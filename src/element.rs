use std::fmt::{Debug, Display};

/**
 * All elements of the triangulation implement this trait. They are identified
 * by their index.
 */
pub trait Handle {
    /**
     * The index of the element.
     */
    fn index(&self) -> u32;
}

/**
 * Node handle.
 */
#[derive(Copy, Clone, PartialEq, Eq, PartialOrd, Ord, Hash)]
pub struct NH {
    idx: u32,
}

/**
 * Triangle handle.
 */
#[derive(Copy, Clone, PartialEq, Eq, PartialOrd, Ord, Hash)]
pub struct TH {
    idx: u32,
}

/**
 * Link handle.
 */
#[derive(Copy, Clone, PartialEq, Eq, PartialOrd, Ord, Hash)]
pub struct LH {
    idx: u32,
}

macro_rules! impl_handle {
    ($handle:ident, $name:literal) => {
        impl Handle for $handle {
            fn index(&self) -> u32 {
                self.idx
            }
        }

        impl From<u32> for $handle {
            fn from(idx: u32) -> Self {
                $handle { idx }
            }
        }

        impl From<&u32> for $handle {
            fn from(idx: &u32) -> Self {
                $handle { idx: *idx }
            }
        }

        impl Display for $handle {
            fn fmt(&self, f: &mut std::fmt::Formatter<'_>) -> std::fmt::Result {
                write!(f, "{}({})", $name, self.idx)
            }
        }

        impl Debug for $handle {
            fn fmt(&self, f: &mut std::fmt::Formatter<'_>) -> std::fmt::Result {
                write!(f, "{}({})", $name, self.idx)
            }
        }
    };
}

impl_handle!(NH, "NH");
impl_handle!(TH, "TH");
impl_handle!(LH, "LH");

/// Position of a slot in a store.
pub(crate) fn slot<H: Handle>(h: H) -> usize {
    h.index() as usize
}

TRY IT: Print the whole listing above exactly, please.

FINAL ANSWER:
filename src/element.rs
use std::fmt::{Debug, Display};

/**
 * All elements of the triangulation implement this trait. They are identified
 * by their index.
 */
pub trait Handle {
    /**
     * The index of the element.
     */
    fn index(&self) -> u32;
}

/**
 * Node handle.
 */
#[derive(Copy, Clone, PartialEq, Eq, PartialOrd, Ord, Hash)]
pub struct NH {
    idx: u32,
}

/**
 * Triangle handle.
 */
#[derive(Copy, Clone, PartialEq, Eq, PartialOrd, Ord, Hash)]
pub struct TH {
    idx: u32,
}

/**
 * Link handle.
 */
#[derive(Copy, Clone, PartialEq, Eq, PartialOrd, Ord, Hash)]
pub struct LH {
    idx: u32,
}

macro_rules! impl_handle {
    ($handle:ident, $name:literal) => {
        impl Handle for $handle {
            fn index(&self) -> u32 {
                self.idx
            }
        }

        impl From<u32> for $handle {
            fn from(idx: u32) -> Self {
                $handle { idx }
            }
        }

        impl From<&u32> for $handle {
            fn from(idx: &u32) -> Self {
                $handle { idx: *idx }
            }
        }

        impl Display for $handle {
            fn fmt(&self, f: &mut std::fmt::Formatter<'_>) -> std::fmt::Result {
                write!(f, "{}({})", $name, self.idx)
            }
        }

        impl Debug for $handle {
            fn fmt(&self, f: &mut std::fmt::Formatter<'_>) -> std::fmt::Result {
                write!(f, "{}({})", $name, self.idx)
            }
        }
    };
}

impl_handle!(NH, "NH");
impl_handle!(TH, "TH");
impl_handle!(LH, "LH");

/// Position of a slot in a store.
pub(crate) fn slot<H: Handle>(h: H) -> usize {
    h.index() as usize
}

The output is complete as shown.